START Dataset records
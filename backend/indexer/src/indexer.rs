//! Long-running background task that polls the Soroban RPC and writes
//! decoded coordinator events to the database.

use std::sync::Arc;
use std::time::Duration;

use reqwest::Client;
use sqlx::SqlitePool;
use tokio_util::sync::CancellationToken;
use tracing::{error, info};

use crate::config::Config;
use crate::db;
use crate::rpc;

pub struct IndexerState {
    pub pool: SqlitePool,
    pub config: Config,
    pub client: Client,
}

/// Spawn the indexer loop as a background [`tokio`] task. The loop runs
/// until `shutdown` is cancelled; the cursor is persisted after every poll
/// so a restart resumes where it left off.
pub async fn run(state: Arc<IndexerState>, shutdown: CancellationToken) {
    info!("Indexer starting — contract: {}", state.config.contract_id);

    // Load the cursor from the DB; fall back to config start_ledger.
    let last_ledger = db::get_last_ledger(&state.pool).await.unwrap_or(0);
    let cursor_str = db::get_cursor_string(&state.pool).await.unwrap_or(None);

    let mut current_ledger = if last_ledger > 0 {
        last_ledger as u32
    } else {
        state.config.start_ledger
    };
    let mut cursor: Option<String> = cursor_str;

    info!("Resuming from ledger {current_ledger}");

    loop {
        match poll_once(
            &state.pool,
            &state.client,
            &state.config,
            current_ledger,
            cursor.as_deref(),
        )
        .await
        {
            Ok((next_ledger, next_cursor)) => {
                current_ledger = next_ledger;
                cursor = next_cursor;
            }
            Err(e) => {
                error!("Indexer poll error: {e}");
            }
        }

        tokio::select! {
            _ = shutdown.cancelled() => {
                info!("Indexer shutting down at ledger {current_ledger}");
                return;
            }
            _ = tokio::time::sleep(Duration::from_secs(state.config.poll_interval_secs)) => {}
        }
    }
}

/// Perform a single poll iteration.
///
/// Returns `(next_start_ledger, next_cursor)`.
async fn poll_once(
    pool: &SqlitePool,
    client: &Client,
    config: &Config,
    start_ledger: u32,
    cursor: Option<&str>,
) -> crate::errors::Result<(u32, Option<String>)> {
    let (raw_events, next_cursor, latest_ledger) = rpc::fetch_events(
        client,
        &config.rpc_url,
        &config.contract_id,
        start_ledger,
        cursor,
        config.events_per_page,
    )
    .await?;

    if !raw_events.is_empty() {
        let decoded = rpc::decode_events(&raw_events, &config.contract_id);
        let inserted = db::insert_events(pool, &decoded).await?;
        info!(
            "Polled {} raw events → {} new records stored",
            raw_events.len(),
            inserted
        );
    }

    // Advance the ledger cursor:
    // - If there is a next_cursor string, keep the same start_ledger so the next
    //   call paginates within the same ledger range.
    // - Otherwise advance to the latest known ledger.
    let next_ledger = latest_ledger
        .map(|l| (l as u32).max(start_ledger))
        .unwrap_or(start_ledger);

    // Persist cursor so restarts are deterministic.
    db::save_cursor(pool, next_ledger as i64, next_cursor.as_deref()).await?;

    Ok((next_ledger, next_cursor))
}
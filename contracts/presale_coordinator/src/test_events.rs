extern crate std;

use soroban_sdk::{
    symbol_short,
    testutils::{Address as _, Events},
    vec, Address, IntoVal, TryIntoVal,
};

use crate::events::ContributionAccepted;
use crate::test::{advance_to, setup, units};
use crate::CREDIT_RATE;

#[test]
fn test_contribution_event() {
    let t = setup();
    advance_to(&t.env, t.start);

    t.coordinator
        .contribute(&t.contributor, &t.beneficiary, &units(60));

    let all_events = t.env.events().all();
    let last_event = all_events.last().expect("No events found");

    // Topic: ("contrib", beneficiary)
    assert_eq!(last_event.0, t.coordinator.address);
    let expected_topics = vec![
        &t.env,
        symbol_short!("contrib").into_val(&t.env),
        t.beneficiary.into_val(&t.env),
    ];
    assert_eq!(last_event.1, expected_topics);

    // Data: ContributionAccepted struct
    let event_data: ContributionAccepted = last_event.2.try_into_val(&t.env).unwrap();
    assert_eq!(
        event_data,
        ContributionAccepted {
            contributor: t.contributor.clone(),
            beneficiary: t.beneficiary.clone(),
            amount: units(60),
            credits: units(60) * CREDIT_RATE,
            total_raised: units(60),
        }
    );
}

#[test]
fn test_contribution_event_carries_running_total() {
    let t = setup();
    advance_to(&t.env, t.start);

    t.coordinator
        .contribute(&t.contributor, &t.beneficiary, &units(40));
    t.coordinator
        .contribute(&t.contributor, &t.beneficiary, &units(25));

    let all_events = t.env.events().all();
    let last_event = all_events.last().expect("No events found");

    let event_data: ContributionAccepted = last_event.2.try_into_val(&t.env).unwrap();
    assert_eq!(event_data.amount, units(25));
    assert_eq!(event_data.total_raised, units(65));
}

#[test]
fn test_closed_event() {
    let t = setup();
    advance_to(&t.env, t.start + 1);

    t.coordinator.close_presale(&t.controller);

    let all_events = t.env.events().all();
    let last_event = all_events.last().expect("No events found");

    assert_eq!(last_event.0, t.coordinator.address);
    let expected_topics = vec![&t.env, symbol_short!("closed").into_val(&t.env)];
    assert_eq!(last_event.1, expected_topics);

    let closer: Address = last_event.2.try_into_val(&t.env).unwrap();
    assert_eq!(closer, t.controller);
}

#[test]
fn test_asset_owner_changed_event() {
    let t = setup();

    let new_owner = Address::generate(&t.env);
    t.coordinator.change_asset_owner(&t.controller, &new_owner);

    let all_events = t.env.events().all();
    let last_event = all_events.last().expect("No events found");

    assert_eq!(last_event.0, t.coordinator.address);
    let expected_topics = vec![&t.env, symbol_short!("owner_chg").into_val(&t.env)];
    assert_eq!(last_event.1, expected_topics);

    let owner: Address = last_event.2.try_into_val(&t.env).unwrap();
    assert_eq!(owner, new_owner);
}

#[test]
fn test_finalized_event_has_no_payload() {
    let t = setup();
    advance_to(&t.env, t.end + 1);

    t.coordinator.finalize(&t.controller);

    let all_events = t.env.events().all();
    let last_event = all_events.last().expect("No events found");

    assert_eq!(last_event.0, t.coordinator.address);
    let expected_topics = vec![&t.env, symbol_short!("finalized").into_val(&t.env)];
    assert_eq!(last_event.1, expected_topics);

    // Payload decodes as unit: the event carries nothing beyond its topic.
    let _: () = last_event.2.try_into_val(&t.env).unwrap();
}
END Dataset records
Task item — Scan the data above for the word "ContributionAccepted". Copy every line in which it is found.

Answer for the task —
use crate::events::ContributionAccepted;
    // Data: ContributionAccepted struct
    let event_data: ContributionAccepted = last_event.2.try_into_val(&t.env).unwrap();
        ContributionAccepted {
    let event_data: ContributionAccepted = last_event.2.try_into_val(&t.env).unwrap();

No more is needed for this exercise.